• _PROBLEM REQUIREMENTS_: Beginning with the first line, copy out each line of the material until the line containing "#![allow(clippy::multiple_crate_versions, clippy::doc_markdown)]" has been copied as well.

• _DATA TO EXAMINE_:
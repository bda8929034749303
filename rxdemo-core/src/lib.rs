// Copyright 2025 Umberto Gotti <umberto.gotti@umbertogotti.dev>
// Licensed under the Apache License, Version 2.0
// http://www.apache.org/licenses/LICENSE-2.0

#![allow(clippy::multiple_crate_versions, clippy::doc_markdown)]
//! Core types for rxdemo.
//!
//! Three deferred, single-shot source types cover the cardinalities a request/response call
//! can have:
//!
//! - [`Single<T>`] - exactly one value or one error
//! - [`Maybe<T>`] - one value, an empty completion, or one error ([`MaybeItem`])
//! - [`Completable`] - success or error, never a value
//!
//! All three wrap a boxed future that is not polled until the source is awaited or
//! subscribed, and all three are consumed by that subscription, so a consumer observes
//! exactly one terminal signal.

pub mod completable;
pub mod error;
pub mod logging;
pub mod maybe;
pub mod maybe_item;
pub mod single;

pub use self::completable::Completable;
pub use self::error::{DemoError, Result};
pub use self::maybe::Maybe;
pub use self::maybe_item::MaybeItem;
pub use self::single::Single;

#[cfg(feature = "tracing")]
#[doc(hidden)]
pub use tracing;
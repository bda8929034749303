// Copyright 2025 Umberto Gotti <umberto.gotti@umbertogotti.dev>
// Licensed under the Apache License, Version 2.0
// http://www.apache.org/licenses/LICENSE-2.0

use core::future::{Future, IntoFuture};
use futures::future::{self, BoxFuture, FutureExt};

use crate::error::{DemoError, Result};
use crate::maybe_item::MaybeItem;
use crate::single::Single;

/// A deferred computation that yields at most one value.
///
/// Resolves to a [`MaybeItem`]: a value, an empty completion or an error. Awaiting or
/// subscribing consumes the `Maybe`, so exactly one of the three is observed.
///
/// # Example
///
/// ```
/// use rxdemo_core::{Maybe, MaybeItem};
///
/// # #[tokio::main]
/// # async fn main() {
/// let lookup = Maybe::<String>::from_supplier(|| async { Ok(None) });
/// assert_eq!(lookup.await, MaybeItem::Empty);
/// # }
/// ```
pub struct Maybe<T> {
    source: BoxFuture<'static, MaybeItem<T>>,
}

impl<T: Send + 'static> Maybe<T> {
    /// Defers `supplier` until the maybe is awaited. `Ok(None)` becomes an empty completion.
    pub fn from_supplier<F, Fut>(supplier: F) -> Self
    where
        F: FnOnce() -> Fut + Send + 'static,
        Fut: Future<Output = Result<Option<T>>> + Send + 'static,
    {
        Self {
            source: async move { MaybeItem::from(supplier().await) }.boxed(),
        }
    }

    pub fn just(value: T) -> Self {
        Self {
            source: future::ready(MaybeItem::Value(value)).boxed(),
        }
    }

    pub fn empty() -> Self {
        Self {
            source: future::ready(MaybeItem::Empty).boxed(),
        }
    }

    pub fn error(error: DemoError) -> Self {
        Self {
            source: future::ready(MaybeItem::Error(error)).boxed(),
        }
    }

    pub fn map<U, F>(self, f: F) -> Maybe<U>
    where
        U: Send + 'static,
        F: FnOnce(T) -> U + Send + 'static,
    {
        Maybe {
            source: self.source.map(move |item| item.map(f)).boxed(),
        }
    }

    /// Converts into a [`Single`], turning an empty completion into
    /// [`DemoError::NoSuchElement`].
    pub fn to_single(self) -> Single<T> {
        let source = self.source;
        Single::from_supplier(move || async move {
            match source.await {
                MaybeItem::Value(v) => Ok(v),
                MaybeItem::Empty => Err(DemoError::no_such_element("maybe completed empty")),
                MaybeItem::Error(e) => Err(e),
            }
        })
    }

    /// Runs the maybe and hands its outcome to exactly one of the three callbacks.
    pub async fn subscribe<OnSuccess, OnError, OnComplete>(
        self,
        on_success: OnSuccess,
        on_error: OnError,
        on_complete: OnComplete,
    ) where
        OnSuccess: FnOnce(T),
        OnError: FnOnce(DemoError),
        OnComplete: FnOnce(),
    {
        match self.source.await {
            MaybeItem::Value(value) => on_success(value),
            MaybeItem::Error(error) => on_error(error),
            MaybeItem::Empty => on_complete(),
        }
    }
}

impl<T> IntoFuture for Maybe<T> {
    type Output = MaybeItem<T>;
    type IntoFuture = BoxFuture<'static, MaybeItem<T>>;

    fn into_future(self) -> Self::IntoFuture {
        self.source
    }
}

impl<T> core::fmt::Debug for Maybe<T> {
    fn fmt(&self, f: &mut core::fmt::Formatter<'_>) -> core::fmt::Result {
        f.debug_struct("Maybe").finish_non_exhaustive()
    }
}
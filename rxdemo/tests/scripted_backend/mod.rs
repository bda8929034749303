// Copyright 2025 Umberto Gotti <umberto.gotti@umbertogotti.dev>
// Licensed under the Apache License, Version 2.0
// http://www.apache.org/licenses/LICENSE-2.0

use async_trait::async_trait;
use rxdemo::Backend;
use rxdemo_core::{DemoError, Result};
use std::sync::atomic::{AtomicUsize, Ordering};
use std::sync::Arc;

/// Backend with fixed answers that counts how often it is called.
#[derive(Clone, Default)]
pub struct ScriptedBackend {
    calls: Arc<AtomicUsize>,
    refuse: bool,
}

impl ScriptedBackend {
    pub fn refusing() -> Self {
        Self {
            refuse: true,
            ..Self::default()
        }
    }

    pub fn calls(&self) -> usize {
        self.calls.load(Ordering::SeqCst)
    }
}

#[async_trait]
impl Backend for ScriptedBackend {
    async fn server_fetch(&self) -> Option<Vec<u8>> {
        self.calls.fetch_add(1, Ordering::SeqCst);
        (!self.refuse).then(|| vec![1, 2, 3])
    }

    async fn server_action(&self) -> Result<()> {
        self.calls.fetch_add(1, Ordering::SeqCst);
        if self.refuse {
            Err(DemoError::ServerNotActive)
        } else {
            Ok(())
        }
    }

    async fn db_lookup<T: Send + 'static>(&self) -> Option<T> {
        self.calls.fetch_add(1, Ordering::SeqCst);
        None
    }
}
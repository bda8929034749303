// Copyright 2025 Umberto Gotti <umberto.gotti@umbertogotti.dev>
// Licensed under the Apache License, Version 2.0
// http://www.apache.org/licenses/LICENSE-2.0

//! Error types shared by every rxdemo crate.
//!
//! # Examples
//!
//! ```
//! use rxdemo_core::{DemoError, Result};
//!
//! fn call_server() -> Result<()> {
//!     Err(DemoError::ServerNotActive)
//! }
//!
//! assert!(call_server().unwrap_err().is_simulated());
//! ```

/// Root error type for all rxdemo operations.
///
/// Every variant is terminal for the invocation that produced it. Nothing in rxdemo retries.
#[derive(Debug, Clone, PartialEq, Eq, thiserror::Error)]
pub enum DemoError {
    /// The simulated server refused the request.
    #[error("Server not active")]
    ServerNotActive,

    /// A value was required but the source completed empty.
    #[error("No such element: {context}")]
    NoSuchElement {
        /// What was being waited for
        context: String,
    },

    /// Stream processing failed outside of user code.
    #[error("Stream processing error: {context}")]
    StreamProcessingError {
        /// Description of what went wrong during stream processing
        context: String,
    },

    /// The embedded demo configuration could not be parsed.
    #[error("Configuration error: {context}")]
    ConfigError {
        /// Parser message
        context: String,
    },
}

impl DemoError {
    /// Create a no-such-element error with the given context
    pub fn no_such_element(context: impl Into<String>) -> Self {
        Self::NoSuchElement {
            context: context.into(),
        }
    }

    /// Create a stream processing error with the given context
    pub fn stream_error(context: impl Into<String>) -> Self {
        Self::StreamProcessingError {
            context: context.into(),
        }
    }

    /// Create a configuration error with the given context
    pub fn config_error(context: impl Into<String>) -> Self {
        Self::ConfigError {
            context: context.into(),
        }
    }

    /// Returns `true` for failures produced by the simulated backend.
    #[must_use]
    pub const fn is_simulated(&self) -> bool {
        matches!(self, Self::ServerNotActive)
    }
}

/// Specialized Result type for rxdemo operations.
pub type Result<T> = std::result::Result<T, DemoError>;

• _OUTPUT BELOW_:
repository bda8929034749303
filename rxdemo-core/src/lib.rs
// Copyright 2025 Umberto Gotti <umberto.gotti@umbertogotti.dev>
// Licensed under the Apache License, Version 2.0
// http://www.apache.org/licenses/LICENSE-2.0

#![allow(clippy::multiple_crate_versions, clippy::doc_markdown)]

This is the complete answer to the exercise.